Después de 44 años de afanosas obras, en 1883 se abría al culto la imponente iglesia ortodoxa del Cristo Salvador de Moscú. Cuatro décadas y tres zares fueron necesarios para poner fin al gran proyecto con el que la Rusia imperial del siglo XIX quiso homenajear a quienes lograron echar a patadas a Napoleón de Rusia en la campaña 1812. Sin embargo, la catedral moscovita no pudo resistir a Stalin que, con la nada escondida intención de sustituir el poder de la religión por el suyo propio, dedicó cuatro meses del año de 1931 a demoler el templo del Cristo Salvador. Posteriormente, la tradicional inutilidad burocrática de las administraciones comunistas hizo imposible que el dictador soviético pudiera llevar a cabo su idea original, que era construir en ese mismo lugar un palacio dedicado a los soviets coronado por una estatua de Lenin de unos 100 metros. Debe ser que andaba Stalin demasiado ocupado masacrando ucranios o diseñando campos de concentración como para dedicarse a la arquitectura. Se tuvo que caer el Muro y echar a andar la década de los 90 para que en aquél lugar volviera a levantarse el templo ortodoxo del Cristo Salvador.
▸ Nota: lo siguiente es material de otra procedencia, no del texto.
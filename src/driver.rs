//! One-shot badge generation run.
//!
//! Renders [`SAMPLE_STATUS`], reports progress on the given writer and
//! persists the markup to the configured path. Rendering always completes
//! in memory before the file is touched.

use anyhow::{Context, Result};
use std::io::Write;
use std::path::PathBuf;

use crate::badge;
use crate::config::DriverConfig;
use crate::formatting::OutputFormatter;
use crate::io::write_badge;
use crate::observability::{set_phase, BadgePhase};
use crate::severity::{SecurityStatus, Severity, SeverityLevel, Trend};

/// Sample data the driver renders.
pub const SAMPLE_STATUS: SecurityStatus = SecurityStatus {
    critical: SeverityLevel {
        severity: Severity::Critical,
        count: 10,
        trend: Trend::Up,
    },
    high: SeverityLevel {
        severity: Severity::High,
        count: 20,
        trend: Trend::Down,
    },
    medium: SeverityLevel {
        severity: Severity::Medium,
        count: 30,
        trend: Trend::Stable,
    },
    low: SeverityLevel {
        severity: Severity::Low,
        count: 5,
        trend: Trend::Down,
    },
};

/// Outcome of a successful run.
#[derive(Debug, Clone, PartialEq, Eq)]
pub struct BadgeReport {
    pub output: PathBuf,
    /// Length of the markup in characters, not bytes
    pub svg_chars: usize,
}

pub fn run(
    config: &DriverConfig,
    fmt: &dyn OutputFormatter,
    out: &mut dyn Write,
) -> Result<BadgeReport> {
    writeln!(out, "{}", fmt.header("Starting badge generation..."))?;

    let svg = {
        let _phase = set_phase(BadgePhase::Rendering);
        badge::render(&SAMPLE_STATUS)
    };
    let svg_chars = svg.chars().count();

    writeln!(out, "{}", fmt.success("SVG content generated successfully!"))?;
    writeln!(out, "SVG length: {svg_chars} characters")?;

    {
        let _phase = set_phase(BadgePhase::Writing);
        write_badge(&config.output, &svg)
            .with_context(|| format!("Failed to save badge to {}", config.output.display()))?;
    }

    writeln!(
        out,
        "{} SVG badge saved to {}",
        fmt.success("✓"),
        config.output.display()
    )?;
    writeln!(out)?;
    writeln!(
        out,
        "{}",
        fmt.info(&format!("First {} characters of SVG:", config.preview_chars))
    )?;
    writeln!(out, "{}", preview(&svg, config.preview_chars))?;

    tracing::info!(output = %config.output.display(), svg_chars, "badge generated");

    Ok(BadgeReport {
        output: config.output.clone(),
        svg_chars,
    })
}

/// Print `err` and its cause chain.
///
/// The debug form of `anyhow::Error` lists every cause and, when
/// `RUST_BACKTRACE` is set, the captured backtrace.
pub fn report_failure(err: &anyhow::Error, fmt: &dyn OutputFormatter, out: &mut dyn Write) {
    let _ = writeln!(out, "{} {}", fmt.error("ERROR:"), err);
    let _ = writeln!(out, "{}", fmt.dim(&format!("{err:?}")));
}

/// First `max_chars` characters of `svg`, cut on a char boundary.
pub fn preview(svg: &str, max_chars: usize) -> &str {
    match svg.char_indices().nth(max_chars) {
        Some((end, _)) => &svg[..end],
        None => svg,
    }
}

#[cfg(test)]
mod tests {
    use super::*;
    use crate::formatting::PlainFormatter;
    use tempfile::TempDir;

    #[test]
    fn test_sample_status_matches_driver_inputs() {
        assert_eq!(
            SAMPLE_STATUS,
            SecurityStatus::new(10, "up", 20, "down", 30, "stable", 5, "down")
        );
    }

    #[test]
    fn test_preview_counts_characters() {
        assert_eq!(preview("C: 1 ↑ more", 6), "C: 1 ↑");
        assert_eq!(preview("short", 200), "short");
        assert_eq!(preview("", 3), "");
    }

    #[test]
    fn test_run_writes_badge_and_reports_progress() {
        let dir = TempDir::new().unwrap();
        let config = DriverConfig {
            output: dir.path().join("security_badge.svg"),
            preview_chars: 200,
        };
        let mut out = Vec::new();

        let report = run(&config, &PlainFormatter, &mut out).unwrap();

        let written = std::fs::read_to_string(&config.output).unwrap();
        assert_eq!(written, badge::render(&SAMPLE_STATUS));
        assert_eq!(report.svg_chars, written.chars().count());

        let console = String::from_utf8(out).unwrap();
        assert!(console.starts_with("Starting badge generation...\n"));
        assert!(console.contains(&format!("SVG length: {} characters", report.svg_chars)));
        assert!(console.contains(&format!(
            "✓ SVG badge saved to {}\n",
            config.output.display()
        )));
        assert!(console.contains(preview(&written, 200)));
    }

    #[test]
    fn test_run_fails_for_unwritable_path() {
        let dir = TempDir::new().unwrap();
        let config = DriverConfig {
            output: dir.path().join("no-such-dir").join("badge.svg"),
            ..DriverConfig::default()
        };
        let mut out = Vec::new();

        let err = run(&config, &PlainFormatter, &mut out).unwrap_err();

        assert!(err.to_string().starts_with("Failed to save badge to"));
        let console = String::from_utf8(out).unwrap();
        assert!(console.contains("SVG content generated successfully!"));
        assert!(!console.contains("saved to"));
    }

    #[test]
    fn test_report_failure_prints_message_and_chain() {
        let err = anyhow::anyhow!("disk full").context("Failed to save badge to x.svg");
        let mut out = Vec::new();

        report_failure(&err, &PlainFormatter, &mut out);

        let console = String::from_utf8(out).unwrap();
        assert!(console.starts_with("ERROR: Failed to save badge to x.svg\n"));
        assert!(console.contains("disk full"));
    }
}
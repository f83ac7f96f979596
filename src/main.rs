use std::panic::{self, AssertUnwindSafe};

use secbadge::config::load_config;
use secbadge::driver::{report_failure, run};
use secbadge::formatting::{formatter_for, FormattingConfig};
use secbadge::observability::{
    init_logging, install_panic_hook, panic_hook::payload_message, set_phase, BadgePhase,
};

// Failures are reported on stdout and never change the exit status.
fn main() {
    init_logging();
    install_panic_hook();

    let fmt = formatter_for(FormattingConfig::from_env());
    let config = {
        let _phase = set_phase(BadgePhase::LoadingConfig);
        std::env::current_dir()
            .map(|dir| load_config(&dir))
            .unwrap_or_default()
    };

    let mut stdout = std::io::stdout().lock();
    let outcome = panic::catch_unwind(AssertUnwindSafe(|| {
        run(&config, fmt.as_ref(), &mut stdout)
    }));

    let result = match outcome {
        Ok(result) => result,
        Err(payload) => Err(anyhow::anyhow!(
            "badge generation panicked: {}",
            payload_message(payload.as_ref())
        )),
    };

    if let Err(err) = result {
        report_failure(&err, fmt.as_ref(), &mut stdout);
    }
}
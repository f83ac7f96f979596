//! Thread-local phase tracking for crash reports.

use std::cell::Cell;
use std::fmt;

thread_local! {
    static CURRENT_PHASE: Cell<Option<BadgePhase>> = const { Cell::new(None) };
}

/// Stages of a badge run.
#[derive(Debug, Clone, Copy, PartialEq, Eq)]
pub enum BadgePhase {
    LoadingConfig,
    Rendering,
    Writing,
}

impl fmt::Display for BadgePhase {
    fn fmt(&self, f: &mut fmt::Formatter<'_>) -> fmt::Result {
        match self {
            Self::LoadingConfig => write!(f, "loading_config"),
            Self::Rendering => write!(f, "rendering"),
            Self::Writing => write!(f, "writing"),
        }
    }
}

/// Restores the previous phase when dropped.
pub struct PhaseGuard {
    previous: Option<BadgePhase>,
}

impl Drop for PhaseGuard {
    fn drop(&mut self) {
        CURRENT_PHASE.with(|phase| phase.set(self.previous));
    }
}

#[must_use]
pub fn set_phase(phase: BadgePhase) -> PhaseGuard {
    CURRENT_PHASE.with(|current| {
        let previous = current.replace(Some(phase));
        PhaseGuard { previous }
    })
}

pub fn current_phase() -> Option<BadgePhase> {
    CURRENT_PHASE.with(Cell::get)
}
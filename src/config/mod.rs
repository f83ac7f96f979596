//! Driver configuration.
//!
//! The badge itself is not configurable and is always written to
//! `security_badge.svg`. The optional `secbadge.toml` only controls how much
//! of the markup is echoed to the console:
//!
//! ```toml
//! preview_chars = 120
//! ```

mod loader;

pub use loader::{load_config, load_config_from_path, parse_config, CONFIG_FILE_NAME};

use serde::{Deserialize, Serialize};
use std::path::PathBuf;

#[derive(Debug, Clone, PartialEq, Eq, Serialize, Deserialize)]
#[serde(deny_unknown_fields)]
pub struct DriverConfig {
    /// Badge destination, relative to the working directory. Not read from
    /// the config file.
    #[serde(skip, default = "default_output")]
    pub output: PathBuf,

    /// Number of characters of markup echoed after writing
    #[serde(default = "default_preview_chars")]
    pub preview_chars: usize,
}

impl Default for DriverConfig {
    fn default() -> Self {
        Self {
            output: default_output(),
            preview_chars: default_preview_chars(),
        }
    }
}

fn default_output() -> PathBuf {
    PathBuf::from("security_badge.svg")
}

fn default_preview_chars() -> usize {
    200
}
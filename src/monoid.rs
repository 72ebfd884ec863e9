// Copyright 2025 Cowboy AI, LLC.

//! Monoid abstraction built on [`Semigroup`]
//!
//! A monoid is a semigroup additionally equipped with a two-sided
//! identity element, which makes folds over possibly-empty sequences
//! well-defined. The boolean identities fix the empty-sequence results
//! of the reductions in [`crate::booleans`]: `true` for conjunction,
//! `false` for disjunction.
//!
//! # Laws
//!
//! 1. Left Identity: `Self::empty().combine(a) ≡ a`
//! 2. Right Identity: `a.combine(Self::empty()) ≡ a`
//! 3. Associativity: inherited from [`Semigroup`]

use crate::semigroup::{Conjunction, Disjunction, ExclusiveDisjunction, Semigroup};

/// A semigroup with a two-sided identity element.
pub trait Monoid: Semigroup + Sized {
    /// The identity element of the combining operation.
    fn empty() -> Self;

    /// Left fold over a sequence, starting from the identity element.
    ///
    /// This is a total fold: it consumes the whole input. For the lazy
    /// short-circuiting boolean reductions use
    /// [`crate::booleans::all_true`] / [`crate::booleans::any_true`].
    fn sum_left<I>(items: I) -> Self
    where
        I: IntoIterator<Item = Self>,
    {
        items.into_iter().fold(Self::empty(), Semigroup::combine)
    }

    /// Combine an owned collection of values into one.
    fn concat(items: Vec<Self>) -> Self {
        Self::sum_left(items)
    }
}

impl Monoid for Conjunction {
    fn empty() -> Self {
        Conjunction(true)
    }
}

impl Monoid for Disjunction {
    fn empty() -> Self {
        Disjunction(false)
    }
}

impl Monoid for ExclusiveDisjunction {
    fn empty() -> Self {
        ExclusiveDisjunction(false)
    }
}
El caso es que esta anécdota que, por cierto, cuenta como nadie el maestro Kapuscinski en su libro de viajes por El Imperio, nos sirve para ilustrar a la perfección lo que ese sistema totalitario hizo por la humanidad: destruirla. El comunismo no creía en el hombre, más bien lo descreía, era un número, un objeto que sumar y restar y colocar en un ministerio o bajo el punto de mira de la checa, según el caso. El hombre no tenía libertad, que es igual en todas partes, ni derecho a la propiedad, ni prácticamente ningún derecho que no fuera el culto a esa nueva religión que era el Estado. Porque aquí radica la clave de esta sanguinaria filosofía materialista que, también, era el comunismo: es el Estado quien ejerce las funciones que, tradicionalmente, han correspondido a las distintas religiones. El Estado que, parte y reparte bendiciones, el Estado y su líder, a quien se santifica y se pone, como a Lenin, en una estatua de 100 metros, mirando al cielo, que no existe, pero por si acaso.

Esta semana se han cumplido dos años del encarcelamiento de Leopoldo López, dirigente opositor venezolano. Dos años en una celda sin ventanas por participar en manifestaciones contra el régimen de Nicolás Maduro. Es decir, dos años por oponerse a las estructuras del Estado y de su líder. Dulcifiquen ustedes si quieren la sovietización de Venezuela pero, de fondo, subsisten allí mucha de las viejas prácticas del socialismo original: represión de la oposición, restricción de la libertad individual, persecución de los medios de comunicación, control sobre los medios de producción, etc. Dos años de cárcel por ir a una manifestación y promover un partido político de centro-izquierda, esa es la culpa de López.
Supongo que más de uno dirá: “ahora viene el golpe mortal, la torta a los de Podemos, la mención a las relaciones contrastadas y pagadas de Iglesias, Errejón y monedero con la cúpula chavista; ahora vendrá el giro argumental definitivo de este periodista hijo de la casta y facha, por supuesto”.
Pues sí.
La libertad es el auténtico templo sobre el que el hombre debe erigir el respeto a su propia dignidad.